** THE RECORDS follows **
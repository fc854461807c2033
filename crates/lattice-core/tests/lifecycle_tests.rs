//! # Lifecycle Integration Tests
//!
//! End-to-end runs of the engine over both backends: lifecycle events
//! through weights, ranking, traversal, and persistence.

use chrono::{Duration, Utc};
use lattice_core::{
    AccessKind, AtomDescriptor, AtomEvent, AtomField, AtomId, AtomLink, Direction, GraphEngine,
    NodeFilter, SimilarityScore,
};

fn descriptor(id: &str, links: Vec<AtomLink>) -> AtomDescriptor {
    AtomDescriptor {
        id: AtomId::new(id),
        kind: "note".to_string(),
        category: None,
        updated_at: Utc::now(),
        links,
    }
}

fn create(engine: &mut GraphEngine, id: &str, links: Vec<AtomLink>) {
    engine
        .apply_event(&AtomEvent::Created(descriptor(id, links)))
        .expect("create");
}

#[test]
fn fresh_explicit_edge_scores_a_third_of_weight() {
    let mut engine = GraphEngine::in_memory();
    create(&mut engine, "b", Vec::new());
    create(&mut engine, "a", vec![AtomLink::to(AtomId::new("b"))]);

    let edges = engine
        .store()
        .edges_touching(&AtomId::new("a"))
        .expect("touching");
    assert_eq!(edges.len(), 1);
    // Structural share 0.25 plus fresh recency share 0.10.
    assert!((edges[0].combined_weight - 0.35).abs() < 1e-9);
}

#[test]
fn chain_path_and_neighbors_end_to_end() {
    let mut engine = GraphEngine::in_memory();
    for id in ["a", "b", "c"] {
        create(&mut engine, id, Vec::new());
    }
    engine
        .apply_event(&AtomEvent::Updated {
            atom: descriptor("a", vec![AtomLink::to(AtomId::new("b"))]),
            changed: vec![AtomField::Links],
        })
        .expect("link a-b");
    engine
        .apply_similarity(&SimilarityScore {
            source: AtomId::new("b"),
            target: AtomId::new("c"),
            score: 0.8,
        })
        .expect("similarity");

    let query = engine.query();
    let path = query
        .shortest_path(&AtomId::new("a"), &AtomId::new("c"), 8)
        .expect("query")
        .expect("path");
    assert_eq!(
        path,
        vec![AtomId::new("a"), AtomId::new("b"), AtomId::new("c")]
    );

    let neighbors = query
        .neighbors(&AtomId::new("b"), Direction::Both, None, None)
        .expect("neighbors");
    assert_eq!(neighbors.len(), 2);
    // Semantic 0.8: 0.55*0.8 + 0.10 = 0.54 beats the explicit 0.35.
    assert_eq!(neighbors[0].node.id, AtomId::new("c"));
}

#[test]
fn two_node_rank_ordering_with_normalization() {
    let mut engine = GraphEngine::in_memory();
    create(&mut engine, "a", Vec::new());
    create(&mut engine, "b", Vec::new());
    engine
        .apply_event(&AtomEvent::Updated {
            atom: descriptor("a", vec![AtomLink::to(AtomId::new("b"))]),
            changed: vec![AtomField::Links],
        })
        .expect("link");
    engine.rank_pass().expect("rank");

    let query = engine.query();
    let hubs = query.hubs(2).expect("hubs");
    assert_eq!(hubs[0].id, AtomId::new("b"));
    assert!((hubs[0].page_rank - 1.0).abs() < f64::EPSILON);
    assert!(hubs[1].page_rank < 1.0);

    let top = query.top_ranked(1, &NodeFilter::default()).expect("top");
    assert_eq!(top[0].id, AtomId::new("b"));
}

#[test]
fn decay_then_usage_boost_restores_freshness() {
    let mut engine = GraphEngine::in_memory();
    create(&mut engine, "b", Vec::new());
    create(&mut engine, "a", vec![AtomLink::to(AtomId::new("b"))]);

    let later = Utc::now() + Duration::days(14);
    engine.decay_pass(later).expect("decay");
    let edges = engine
        .store()
        .edges_touching(&AtomId::new("a"))
        .expect("touching");
    assert!((edges[0].recency_weight - 0.25).abs() < 1e-6);

    // An edit resets the reinforcement basis.
    engine
        .record_access(&AtomId::new("a"), AccessKind::Edit)
        .expect("access");
    let edges = engine
        .store()
        .edges_touching(&AtomId::new("a"))
        .expect("touching");
    assert!((edges[0].recency_weight - 1.0).abs() < f64::EPSILON);
    assert!((edges[0].usage_weight - 0.05).abs() < f64::EPSILON);
    assert!(edges[0].reinforced_at > edges[0].created_at);
}

#[test]
fn delete_then_recreate_is_clean() {
    let mut engine = GraphEngine::in_memory();
    create(&mut engine, "b", Vec::new());
    create(&mut engine, "a", vec![AtomLink::to(AtomId::new("b"))]);

    engine
        .apply_event(&AtomEvent::Deleted(AtomId::new("a")))
        .expect("delete");
    assert_eq!(engine.store().edge_count().expect("count"), 0);
    let b = engine
        .store()
        .get_node(&AtomId::new("b"))
        .expect("get")
        .expect("b");
    assert_eq!(b.in_degree, 0);

    // Recreating with the same links builds a fresh edge.
    create(&mut engine, "a", vec![AtomLink::to(AtomId::new("b"))]);
    assert_eq!(engine.store().edge_count().expect("count"), 1);
    let b = engine
        .store()
        .get_node(&AtomId::new("b"))
        .expect("get")
        .expect("b");
    assert_eq!(b.in_degree, 1);
}

#[test]
fn persistent_engine_survives_reopen() {
    let dir = tempfile::tempdir().expect("tempdir");
    let path = dir.path().join("lattice.redb");

    {
        let mut engine = GraphEngine::open(&path).expect("open");
        create(&mut engine, "b", Vec::new());
        create(&mut engine, "a", vec![AtomLink::tagged(AtomId::new("b"), "refines")]);
        engine
            .apply_similarity(&SimilarityScore {
                source: AtomId::new("a"),
                target: AtomId::new("b"),
                score: 0.9,
            })
            .expect("similarity");
        engine.rank_pass().expect("rank");
    }

    let engine = GraphEngine::open(&path).expect("reopen");
    let query = engine.query();
    let stats = query.statistics().expect("stats");
    assert_eq!(stats.node_count, 2);
    assert_eq!(stats.edge_count, 2);

    let edges = query
        .edges_between(&AtomId::new("a"), &AtomId::new("b"))
        .expect("between");
    assert_eq!(edges.len(), 2);
    // Ranks were persisted along with the nodes.
    let hubs = query.hubs(1).expect("hubs");
    assert!((hubs[0].page_rank - 1.0).abs() < f64::EPSILON);
}

#[test]
fn context_and_transitive_edges_compose() {
    let mut engine = GraphEngine::in_memory();
    for id in ["a", "b", "c"] {
        create(&mut engine, id, Vec::new());
    }
    // a and b share a context; b and c are strongly similar.
    engine
        .connect_context(&[AtomId::new("a"), AtomId::new("b")])
        .expect("context");
    engine
        .apply_similarity(&SimilarityScore {
            source: AtomId::new("b"),
            target: AtomId::new("c"),
            score: 0.95,
        })
        .expect("similarity");

    let added = engine.infer_transitive(&AtomId::new("a")).expect("infer");
    assert_eq!(added, 1);

    let edges = engine
        .query()
        .edges_between(&AtomId::new("a"), &AtomId::new("c"))
        .expect("between");
    assert_eq!(edges.len(), 1);
    // Contextual combined: 0.25*0.7 + 0.10 = 0.275.
    // Semantic combined: 0.55*0.95 + 0.10 = 0.6225.
    // Transitive structural: 0.275 * 0.6225 * 0.4.
    let expected_structural = 0.275 * 0.6225 * 0.4;
    assert!((edges[0].structural_weight - expected_structural).abs() < 1e-9);
}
** End of THE RECORDS **
WORK REQUEST: Would you output all of the material exactly as it reads?

SOLUTION FOR THIS PROBLEM:
repository fc854461807c2033
filename crates/lattice-core/tests/lifecycle_tests.rs
//! # Lifecycle Integration Tests
//!
//! End-to-end runs of the engine over both backends: lifecycle events
//! through weights, ranking, traversal, and persistence.

use chrono::{Duration, Utc};
use lattice_core::{
    AccessKind, AtomDescriptor, AtomEvent, AtomField, AtomId, AtomLink, Direction, GraphEngine,
    NodeFilter, SimilarityScore,
};

fn descriptor(id: &str, links: Vec<AtomLink>) -> AtomDescriptor {
    AtomDescriptor {
        id: AtomId::new(id),
        kind: "note".to_string(),
        category: None,
        updated_at: Utc::now(),
        links,
    }
}

fn create(engine: &mut GraphEngine, id: &str, links: Vec<AtomLink>) {
    engine
        .apply_event(&AtomEvent::Created(descriptor(id, links)))
        .expect("create");
}

#[test]
fn fresh_explicit_edge_scores_a_third_of_weight() {
    let mut engine = GraphEngine::in_memory();
    create(&mut engine, "b", Vec::new());
    create(&mut engine, "a", vec![AtomLink::to(AtomId::new("b"))]);

    let edges = engine
        .store()
        .edges_touching(&AtomId::new("a"))
        .expect("touching");
    assert_eq!(edges.len(), 1);
    // Structural share 0.25 plus fresh recency share 0.10.
    assert!((edges[0].combined_weight - 0.35).abs() < 1e-9);
}

#[test]
fn chain_path_and_neighbors_end_to_end() {
    let mut engine = GraphEngine::in_memory();
    for id in ["a", "b", "c"] {
        create(&mut engine, id, Vec::new());
    }
    engine
        .apply_event(&AtomEvent::Updated {
            atom: descriptor("a", vec![AtomLink::to(AtomId::new("b"))]),
            changed: vec![AtomField::Links],
        })
        .expect("link a-b");
    engine
        .apply_similarity(&SimilarityScore {
            source: AtomId::new("b"),
            target: AtomId::new("c"),
            score: 0.8,
        })
        .expect("similarity");

    let query = engine.query();
    let path = query
        .shortest_path(&AtomId::new("a"), &AtomId::new("c"), 8)
        .expect("query")
        .expect("path");
    assert_eq!(
        path,
        vec![AtomId::new("a"), AtomId::new("b"), AtomId::new("c")]
    );

    let neighbors = query
        .neighbors(&AtomId::new("b"), Direction::Both, None, None)
        .expect("neighbors");
    assert_eq!(neighbors.len(), 2);
    // Semantic 0.8: 0.55*0.8 + 0.10 = 0.54 beats the explicit 0.35.
    assert_eq!(neighbors[0].node.id, AtomId::new("c"));
}

#[test]
fn two_node_rank_ordering_with_normalization() {
    let mut engine = GraphEngine::in_memory();
    create(&mut engine, "a", Vec::new());
    create(&mut engine, "b", Vec::new());
    engine
        .apply_event(&AtomEvent::Updated {
            atom: descriptor("a", vec![AtomLink::to(AtomId::new("b"))]),
            changed: vec![AtomField::Links],
        })
        .expect("link");
    engine.rank_pass().expect("rank");

    let query = engine.query();
    let hubs = query.hubs(2).expect("hubs");
    assert_eq!(hubs[0].id, AtomId::new("b"));
    assert!((hubs[0].page_rank - 1.0).abs() < f64::EPSILON);
    assert!(hubs[1].page_rank < 1.0);

    let top = query.top_ranked(1, &NodeFilter::default()).expect("top");
    assert_eq!(top[0].id, AtomId::new("b"));
}

#[test]
fn decay_then_usage_boost_restores_freshness() {
    let mut engine = GraphEngine::in_memory();
    create(&mut engine, "b", Vec::new());
    create(&mut engine, "a", vec![AtomLink::to(AtomId::new("b"))]);

    let later = Utc::now() + Duration::days(14);
    engine.decay_pass(later).expect("decay");
    let edges = engine
        .store()
        .edges_touching(&AtomId::new("a"))
        .expect("touching");
    assert!((edges[0].recency_weight - 0.25).abs() < 1e-6);

    // An edit resets the reinforcement basis.
    engine
        .record_access(&AtomId::new("a"), AccessKind::Edit)
        .expect("access");
    let edges = engine
        .store()
        .edges_touching(&AtomId::new("a"))
        .expect("touching");
    assert!((edges[0].recency_weight - 1.0).abs() < f64::EPSILON);
    assert!((edges[0].usage_weight - 0.05).abs() < f64::EPSILON);
    assert!(edges[0].reinforced_at > edges[0].created_at);
}

#[test]
fn delete_then_recreate_is_clean() {
    let mut engine = GraphEngine::in_memory();
    create(&mut engine, "b", Vec::new());
    create(&mut engine, "a", vec![AtomLink::to(AtomId::new("b"))]);

    engine
        .apply_event(&AtomEvent::Deleted(AtomId::new("a")))
        .expect("delete");
    assert_eq!(engine.store().edge_count().expect("count"), 0);
    let b = engine
        .store()
        .get_node(&AtomId::new("b"))
        .expect("get")
        .expect("b");
    assert_eq!(b.in_degree, 0);

    // Recreating with the same links builds a fresh edge.
    create(&mut engine, "a", vec![AtomLink::to(AtomId::new("b"))]);
    assert_eq!(engine.store().edge_count().expect("count"), 1);
    let b = engine
        .store()
        .get_node(&AtomId::new("b"))
        .expect("get")
        .expect("b");
    assert_eq!(b.in_degree, 1);
}

#[test]
fn persistent_engine_survives_reopen() {
    let dir = tempfile::tempdir().expect("tempdir");
    let path = dir.path().join("lattice.redb");

    {
        let mut engine = GraphEngine::open(&path).expect("open");
        create(&mut engine, "b", Vec::new());
        create(&mut engine, "a", vec![AtomLink::tagged(AtomId::new("b"), "refines")]);
        engine
            .apply_similarity(&SimilarityScore {
                source: AtomId::new("a"),
                target: AtomId::new("b"),
                score: 0.9,
            })
            .expect("similarity");
        engine.rank_pass().expect("rank");
    }

    let engine = GraphEngine::open(&path).expect("reopen");
    let query = engine.query();
    let stats = query.statistics().expect("stats");
    assert_eq!(stats.node_count, 2);
    assert_eq!(stats.edge_count, 2);

    let edges = query
        .edges_between(&AtomId::new("a"), &AtomId::new("b"))
        .expect("between");
    assert_eq!(edges.len(), 2);
    // Ranks were persisted along with the nodes.
    let hubs = query.hubs(1).expect("hubs");
    assert!((hubs[0].page_rank - 1.0).abs() < f64::EPSILON);
}

#[test]
fn context_and_transitive_edges_compose() {
    let mut engine = GraphEngine::in_memory();
    for id in ["a", "b", "c"] {
        create(&mut engine, id, Vec::new());
    }
    // a and b share a context; b and c are strongly similar.
    engine
        .connect_context(&[AtomId::new("a"), AtomId::new("b")])
        .expect("context");
    engine
        .apply_similarity(&SimilarityScore {
            source: AtomId::new("b"),
            target: AtomId::new("c"),
            score: 0.95,
        })
        .expect("similarity");

    let added = engine.infer_transitive(&AtomId::new("a")).expect("infer");
    assert_eq!(added, 1);

    let edges = engine
        .query()
        .edges_between(&AtomId::new("a"), &AtomId::new("c"))
        .expect("between");
    assert_eq!(edges.len(), 1);
    // Contextual combined: 0.25*0.7 + 0.10 = 0.275.
    // Semantic combined: 0.55*0.95 + 0.10 = 0.6225.
    // Transitive structural: 0.275 * 0.6225 * 0.4.
    let expected_structural = 0.275 * 0.6225 * 0.4;
    assert!((edges[0].structural_weight - expected_structural).abs() < 1e-9);
}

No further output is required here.